Modulation of Benzo[a]Pyrene Induced Anxiolytic-Like Behavior by Retinoic Acid in Zebrafish: Involvement of Oxidative Stress and Antioxidant Defense System.

Abstract

Benzo[a]pyrene (B[a]P) is commonly associated with oxidative stress-induced neurotoxicity. Retinoic acid (RA) has been shown to exhibit neuroprotection in brain, and disruption of RA signaling via excess or deficient RA can lead to oxidative stress. B[a]P contamination in aquatic environment has been shown to lower the internal RA level. Thus, the present study was conducted in wild-type zebrafish to ameliorate the neurotoxic effect of B[a]P by waterborne RA co-supplementation. Findings showed that B[a]P induced anxiolytic-like behavioral response, and altered antioxidant activity in zebrafish is attenuated by RA. Our study also advocated the neurotoxic potential of RA treatment alone in control condition.
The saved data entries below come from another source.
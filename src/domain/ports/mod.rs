//! Domain ports (interfaces) for the lattice control framework.

pub mod handler;
pub mod policy;
pub mod store;
pub mod transport;

pub use handler::{ConfigComplete, ConfigSink, ConfigurationHandler};
pub use policy::Policy;
pub use store::{
    ActorRecord, ClientRecord, ContainerStore, DelegationStore, ReservationStore, SliceStore,
    Stores, UnitStore,
};
pub use transport::{MessageTransport, TopicProducer};
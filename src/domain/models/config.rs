use serde::{Deserialize, Serialize};

/// Main configuration structure for a lattice container
#[derive(Debug, Clone, Serialize, Deserialize)]
#[serde(rename_all = "snake_case")]
pub struct Config {
    /// Container clock configuration
    #[serde(default)]
    pub time: TimeConfig,

    /// Database configuration
    #[serde(default)]
    pub database: DatabaseConfig,

    /// Logging configuration
    #[serde(default)]
    pub logging: LoggingConfig,

    /// RPC configuration
    #[serde(default)]
    pub rpc: RpcConfig,

    /// Actors hosted by this container
    #[serde(default)]
    pub actors: Vec<ActorConfig>,
}

impl Default for Config {
    fn default() -> Self {
        Self {
            time: TimeConfig::default(),
            database: DatabaseConfig::default(),
            logging: LoggingConfig::default(),
            rpc: RpcConfig::default(),
            actors: vec![],
        }
    }
}

/// Container clock configuration
#[derive(Debug, Clone, Serialize, Deserialize)]
#[serde(rename_all = "snake_case")]
pub struct TimeConfig {
    /// Epoch of cycle 0 in milliseconds since the Unix epoch; 0 means "now"
    #[serde(default)]
    pub beginning_of_time: i64,

    /// Length of one cycle in milliseconds
    #[serde(default = "default_cycle_millis")]
    pub cycle_millis: u64,

    /// External ticking instead of wall-clock ticking
    #[serde(default)]
    pub manual: bool,
}

const fn default_cycle_millis() -> u64 {
    1000
}

impl Default for TimeConfig {
    fn default() -> Self {
        Self {
            beginning_of_time: 0,
            cycle_millis: default_cycle_millis(),
            manual: false,
        }
    }
}

/// Database configuration
#[derive(Debug, Clone, Serialize, Deserialize)]
#[serde(rename_all = "snake_case")]
pub struct DatabaseConfig {
    /// Path to `SQLite` database file
    #[serde(default = "default_database_path")]
    pub path: String,

    /// Maximum number of database connections in pool
    #[serde(default = "default_max_connections")]
    pub max_connections: u32,
}

fn default_database_path() -> String {
    ".lattice/lattice.db".to_string()
}

const fn default_max_connections() -> u32 {
    10
}

impl Default for DatabaseConfig {
    fn default() -> Self {
        Self {
            path: default_database_path(),
            max_connections: default_max_connections(),
        }
    }
}

/// Logging configuration
#[derive(Debug, Clone, Serialize, Deserialize)]
#[serde(rename_all = "snake_case")]
pub struct LoggingConfig {
    /// Log level: trace, debug, info, warn, error
    #[serde(default = "default_log_level")]
    pub level: String,

    /// Log format: json or pretty
    #[serde(default = "default_log_format")]
    pub format: String,

    /// Directory for rolling log files; stdout only when unset
    #[serde(default, skip_serializing_if = "Option::is_none")]
    pub log_dir: Option<String>,
}

fn default_log_level() -> String {
    "info".to_string()
}

fn default_log_format() -> String {
    "json".to_string()
}

impl Default for LoggingConfig {
    fn default() -> Self {
        Self {
            level: default_log_level(),
            format: default_log_format(),
            log_dir: None,
        }
    }
}

/// RPC configuration
#[derive(Debug, Clone, Serialize, Deserialize)]
#[serde(rename_all = "snake_case")]
pub struct RpcConfig {
    /// Seconds a request may remain unanswered before a synthetic
    /// transport-timeout failure is delivered
    #[serde(default = "default_rpc_timeout_seconds")]
    pub timeout_seconds: u64,

    /// Attempts for a transport produce before reporting transport failure
    #[serde(default = "default_produce_attempts")]
    pub produce_attempts: u32,
}

const fn default_rpc_timeout_seconds() -> u64 {
    120
}

const fn default_produce_attempts() -> u32 {
    3
}

impl Default for RpcConfig {
    fn default() -> Self {
        Self {
            timeout_seconds: default_rpc_timeout_seconds(),
            produce_attempts: default_produce_attempts(),
        }
    }
}

/// Role an actor plays in the fabric
#[derive(Debug, Clone, Copy, PartialEq, Eq, Hash, Serialize, Deserialize)]
#[serde(rename_all = "snake_case")]
pub enum ActorRole {
    Orchestrator,
    Broker,
    Authority,
}

impl ActorRole {
    pub fn as_str(&self) -> &'static str {
        match self {
            Self::Orchestrator => "orchestrator",
            Self::Broker => "broker",
            Self::Authority => "authority",
        }
    }

    #[allow(clippy::should_implement_trait)]
    pub fn from_str(s: &str) -> Option<Self> {
        match s {
            "orchestrator" => Some(Self::Orchestrator),
            "broker" => Some(Self::Broker),
            "authority" => Some(Self::Authority),
            _ => None,
        }
    }
}

/// One actor hosted by the container
#[derive(Debug, Clone, Serialize, Deserialize)]
#[serde(rename_all = "snake_case")]
pub struct ActorConfig {
    /// Globally unique actor name; also names the actor's transport topic
    pub name: String,

    pub role: ActorRole,

    /// Registered policy token resolved through the policy registry
    #[serde(default = "default_policy")]
    pub policy: String,

    #[serde(default, skip_serializing_if = "Option::is_none")]
    pub description: Option<String>,
}

fn default_policy() -> String {
    "default".to_string()
}
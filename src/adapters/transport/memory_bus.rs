//! In-memory topic bus.
//!
//! Stands in for the production message broker: named topics, non-blocking
//! produce, per-subscriber fan-out. Tests can install a drop filter to
//! simulate lost records.

use std::collections::HashMap;
use std::sync::Mutex;

use async_trait::async_trait;
use tokio::sync::mpsc;

use crate::domain::errors::{LatticeError, LatticeResult};
use crate::domain::ports::{MessageTransport, TopicProducer};

type DropFilter = Box<dyn Fn(&str, &[u8]) -> bool + Send + Sync>;

#[derive(Default)]
struct BusState {
    subscribers: HashMap<String, Vec<mpsc::UnboundedSender<Vec<u8>>>>,
}

/// In-process transport with broker-like topic semantics.
#[derive(Default)]
pub struct MemoryBus {
    state: Mutex<BusState>,
    drop_filter: Mutex<Option<DropFilter>>,
    /// When set, produce calls fail outright.
    failing: Mutex<bool>,
}

impl MemoryBus {
    pub fn new() -> Self {
        Self::default()
    }

    /// Drop records matching the predicate instead of delivering them.
    /// Delivery still reports success, like a broker that accepted the
    /// record but lost it before the consumer read it.
    pub fn set_drop_filter(&self, filter: impl Fn(&str, &[u8]) -> bool + Send + Sync + 'static) {
        *self.drop_filter.lock().unwrap() = Some(Box::new(filter));
    }

    pub fn clear_drop_filter(&self) {
        *self.drop_filter.lock().unwrap() = None;
    }

    /// Make produce calls fail, simulating a broker outage.
    pub fn set_failing(&self, failing: bool) {
        *self.failing.lock().unwrap() = failing;
    }
}

#[async_trait]
impl TopicProducer for MemoryBus {
    async fn produce(&self, topic: &str, payload: Vec<u8>) -> LatticeResult<()> {
        if *self.failing.lock().unwrap() {
            return Err(LatticeError::TransportFailure(format!(
                "produce to {topic} refused"
            )));
        }

        if let Some(filter) = self.drop_filter.lock().unwrap().as_ref() {
            if filter(topic, &payload) {
                tracing::debug!(topic, "memory bus dropped record by filter");
                return Ok(());
            }
        }

        let mut state = self.state.lock().unwrap();
        if let Some(senders) = state.subscribers.get_mut(topic) {
            // Prune subscribers whose receiving side is gone.
            senders.retain(|tx| tx.send(payload.clone()).is_ok());
        }
        Ok(())
    }
}

#[async_trait]
impl MessageTransport for MemoryBus {
    fn subscribe(&self, topic: &str) -> LatticeResult<mpsc::UnboundedReceiver<Vec<u8>>> {
        let (tx, rx) = mpsc::unbounded_channel();
        self.state
            .lock()
            .unwrap()
            .subscribers
            .entry(topic.to_string())
            .or_default()
            .push(tx);
        Ok(rx)
    }
}

#[cfg(test)]
mod tests {
    use super::*;

    #[tokio::test]
    async fn delivers_to_all_subscribers() {
        let bus = MemoryBus::new();
        let mut a = bus.subscribe("topic").unwrap();
        let mut b = bus.subscribe("topic").unwrap();
        bus.produce("topic", b"record".to_vec()).await.unwrap();
        assert_eq!(a.recv().await.unwrap(), b"record");
        assert_eq!(b.recv().await.unwrap(), b"record");
    }

    #[tokio::test]
    async fn drop_filter_swallows_records() {
        let bus = MemoryBus::new();
        let mut rx = bus.subscribe("topic").unwrap();
        bus.set_drop_filter(|topic, _| topic == "topic");
        bus.produce("topic", b"lost".to_vec()).await.unwrap();
        bus.clear_drop_filter();
        bus.produce("topic", b"kept".to_vec()).await.unwrap();
        assert_eq!(rx.recv().await.unwrap(), b"kept");
    }

    #[tokio::test]
    async fn failing_bus_rejects_produce() {
        let bus = MemoryBus::new();
        bus.set_failing(true);
        let err = bus.produce("topic", vec![]).await.unwrap_err();
        assert!(matches!(err, LatticeError::TransportFailure(_)));
    }
}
Previous findings showed that periventricular gray zone (PGZ) of optic tectum (TeO) in zebrafish brain regulates anxiety-like behavior. The augmented pyknotic neuronal counts in PGZ following B[a]P treatment was ameliorated by RA co-supplementation. Further, presence of B[a]P in the cell milieu is known to induce oxidative stress through increase expression of cytochrome P450 1A1 (CYP1A1), an enzyme necessary for metabolic breakdown of both B[a]P and RA. Any deviation from the required concentration of RA leads to production of reactive oxygen species. Further, low availability of RA in cell milieu is known to decrease the expression of Nrf2, a transcription factor necessary for the expression of several antioxidants and antioxidant enzymes. Recent studies also showed that RA increases glutathione synthesis and exhibits neuroprotective properties in brain cells. The findings of the present study address the potential role of exogenous RA co-supplementation as a therapeutic intervention against B[a]P-induced depletion of RA, causing neurotoxicity in zebrafish.